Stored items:
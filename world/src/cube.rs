//! Per-cube state machine: identity and selection types, grid position and
//! the idle/rolling lifecycle.

use std::time::Duration;

use cube_roll_core::{CubeId, CubeType, Direction, GridPos, InvalidOperation, Layer, RollSpeed};
use glam::Vec3;

/// Authoritative state of a single cube.
#[derive(Clone, Debug)]
pub struct CubeEntity {
    id: CubeId,
    layer: Layer,
    grid_pos: GridPos,
    target: Option<GridPos>,
    classic_type: CubeType,
    actual_type: CubeType,
    roll_speed: RollSpeed,
    position: Vec3,
    melting: bool,
}

impl CubeEntity {
    /// Creates an idle cube resting on the ground plane at `grid_pos`.
    ///
    /// `Selected` is not an identity, so it is replaced by `Gray`.
    #[must_use]
    pub fn new(
        id: CubeId,
        layer: Layer,
        grid_pos: GridPos,
        kind: CubeType,
        roll_speed: RollSpeed,
    ) -> Self {
        let kind = if kind.is_identity() {
            kind
        } else {
            CubeType::Gray
        };
        Self {
            id,
            layer,
            grid_pos,
            target: None,
            classic_type: kind,
            actual_type: kind,
            roll_speed,
            position: ground_position(grid_pos),
            melting: false,
        }
    }

    /// Identifier of the cube.
    #[must_use]
    pub const fn id(&self) -> CubeId {
        self.id
    }

    /// Layer the cube belongs to.
    #[must_use]
    pub const fn layer(&self) -> Layer {
        self.layer
    }

    /// Cell the cube occupies, or is leaving while it rolls.
    #[must_use]
    pub const fn grid_pos(&self) -> GridPos {
        self.grid_pos
    }

    /// Cell reserved by the cube; only present while rolling.
    #[must_use]
    pub const fn target_grid_pos(&self) -> Option<GridPos> {
        self.target
    }

    /// Reports whether a roll is in flight.
    #[must_use]
    pub const fn is_rolling(&self) -> bool {
        self.target.is_some()
    }

    /// Persistent identity type.
    #[must_use]
    pub const fn classic_type(&self) -> CubeType {
        self.classic_type
    }

    /// Type currently displayed.
    #[must_use]
    pub const fn actual_type(&self) -> CubeType {
        self.actual_type
    }

    /// Angular speed used when rolling.
    #[must_use]
    pub const fn roll_speed(&self) -> RollSpeed {
        self.roll_speed
    }

    /// Visual position mirrored from the animation tasks.
    #[must_use]
    pub const fn position(&self) -> Vec3 {
        self.position
    }

    /// Elevation above the ground plane.
    #[must_use]
    pub fn height(&self) -> f32 {
        self.position.y
    }

    /// Reports whether the cube is melting into its ground cube.
    #[must_use]
    pub const fn is_melting(&self) -> bool {
        self.melting
    }

    /// Time the cube needs for a full roll: a 90° sweep at its roll speed.
    #[must_use]
    pub const fn roll_duration(&self) -> Duration {
        self.roll_speed.roll_duration()
    }

    /// Displays `kind` without touching the identity.
    ///
    /// Returns `true` when the displayed type changed and observers must be told.
    pub fn set_type(&mut self, kind: CubeType) -> bool {
        if self.actual_type == kind {
            return false;
        }
        self.actual_type = kind;
        true
    }

    /// Permanently changes the identity of the cube and displays it.
    pub fn change_type(&mut self, kind: CubeType) -> Result<bool, InvalidOperation> {
        if !kind.is_identity() {
            return Err(InvalidOperation::SelectedIsNotAnIdentity { cube: self.id });
        }
        self.classic_type = kind;
        Ok(self.set_type(kind))
    }

    /// Highlights the cube as selected.
    pub fn select(&mut self) -> bool {
        if self.actual_type == CubeType::Selected {
            tracing::debug!(cube = %self.id, "cube already selected");
            return false;
        }
        self.set_type(CubeType::Selected)
    }

    /// Restores the identity type, whatever is currently displayed.
    pub fn unselect(&mut self) -> bool {
        self.set_type(self.classic_type)
    }

    /// Starts a roll toward the neighbouring cell in `direction`.
    ///
    /// The caller removes the cube from its grid index at the same moment.
    pub fn begin_roll(&mut self, direction: Direction) -> Result<GridPos, InvalidOperation> {
        if self.is_rolling() {
            return Err(InvalidOperation::AlreadyRolling { cube: self.id });
        }
        let target = self.grid_pos.step(direction);
        self.target = Some(target);
        Ok(target)
    }

    /// Lands the cube on its reserved cell.
    ///
    /// Returns the `(from, to)` cells, or `None` when no roll was in flight.
    pub fn complete_roll(&mut self) -> Option<(GridPos, GridPos)> {
        let target = self.target.take()?;
        let from = self.grid_pos;
        self.grid_pos = target;
        self.position = Vec3::new(target.x() as f32, self.position.y, target.z() as f32);
        Some((from, target))
    }

    pub(crate) fn begin_melt(&mut self) -> Result<(), InvalidOperation> {
        if self.melting {
            return Err(InvalidOperation::AlreadyMelting { cube: self.id });
        }
        if self.is_rolling() {
            return Err(InvalidOperation::AlreadyRolling { cube: self.id });
        }
        self.melting = true;
        Ok(())
    }

    pub(crate) fn set_height(&mut self, height: f32) {
        self.position.y = height;
    }
}

/// Visual position of the ground-plane cell.
#[must_use]
pub fn ground_position(cell: GridPos) -> Vec3 {
    Vec3::new(cell.x() as f32, 0.0, cell.z() as f32)
}

#[cfg(test)]
mod tests {
    use super::*;

    fn cube(kind: CubeType) -> CubeEntity {
        CubeEntity::new(
            CubeId::new(1),
            Layer::Ground,
            GridPos::new(2, 3),
            kind,
            RollSpeed::DEFAULT,
        )
    }

    #[test]
    fn set_type_notifies_only_on_change() {
        let mut entity = cube(CubeType::Gray);
        assert!(!entity.set_type(CubeType::Gray));
        assert!(entity.set_type(CubeType::Black));
        assert_eq!(entity.actual_type(), CubeType::Black);
        assert_eq!(entity.classic_type(), CubeType::Gray);
    }

    #[test]
    fn select_is_idempotent() {
        let mut entity = cube(CubeType::Green);
        assert!(entity.select());
        assert!(!entity.select());
        assert_eq!(entity.actual_type(), CubeType::Selected);
        assert_eq!(entity.classic_type(), CubeType::Green);
    }

    #[test]
    fn unselect_restores_identity_from_any_state() {
        let mut entity = cube(CubeType::Black);
        let _ = entity.set_type(CubeType::Green);
        assert!(entity.unselect());
        assert_eq!(entity.actual_type(), CubeType::Black);
        assert!(!entity.unselect());
    }

    #[test]
    fn change_type_then_unselect_keeps_new_identity() {
        let mut entity = cube(CubeType::Gray);
        assert!(entity.select());
        assert_eq!(entity.change_type(CubeType::Green), Ok(true));
        let _ = entity.unselect();
        assert_eq!(entity.actual_type(), CubeType::Green);
        assert_eq!(entity.classic_type(), CubeType::Green);
    }

    #[test]
    fn selected_never_becomes_identity() {
        let mut entity = cube(CubeType::Gray);
        assert_eq!(
            entity.change_type(CubeType::Selected),
            Err(InvalidOperation::SelectedIsNotAnIdentity {
                cube: CubeId::new(1)
            })
        );
        assert_eq!(entity.classic_type(), CubeType::Gray);

        let spawned = cube(CubeType::Selected);
        assert_eq!(spawned.classic_type(), CubeType::Gray);
    }

    #[test]
    fn roll_lifecycle_moves_cube_to_target() {
        let mut entity = cube(CubeType::Gray);
        assert!(entity.complete_roll().is_none());

        let target = entity.begin_roll(Direction::FORWARD).expect("idle cube rolls");
        assert_eq!(target, GridPos::new(2, 4));
        assert!(entity.is_rolling());
        assert_eq!(entity.grid_pos(), GridPos::new(2, 3));
        assert_eq!(
            entity.begin_roll(Direction::FORWARD),
            Err(InvalidOperation::AlreadyRolling {
                cube: CubeId::new(1)
            })
        );

        assert_eq!(
            entity.complete_roll(),
            Some((GridPos::new(2, 3), GridPos::new(2, 4)))
        );
        assert!(!entity.is_rolling());
        assert_eq!(entity.target_grid_pos(), None);
        assert_eq!(entity.position(), Vec3::new(2.0, 0.0, 4.0));
    }

    #[test]
    fn roll_duration_is_quarter_turn_over_speed() {
        let entity = CubeEntity::new(
            CubeId::new(1),
            Layer::Playing,
            GridPos::new(0, 0),
            CubeType::Gray,
            RollSpeed::from_degrees_per_second(360),
        );
        assert_eq!(entity.roll_duration(), Duration::from_millis(250));
    }

    #[test]
    fn melting_cube_refuses_second_melt() {
        let mut entity = cube(CubeType::Gray);
        assert_eq!(entity.begin_melt(), Ok(()));
        assert!(entity.is_melting());
        assert_eq!(
            entity.begin_melt(),
            Err(InvalidOperation::AlreadyMelting {
                cube: CubeId::new(1)
            })
        );
    }
}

> Task requirements
Counting only the lines that include "when", state how many there are in the entries, and nothing else.

> Task answer
3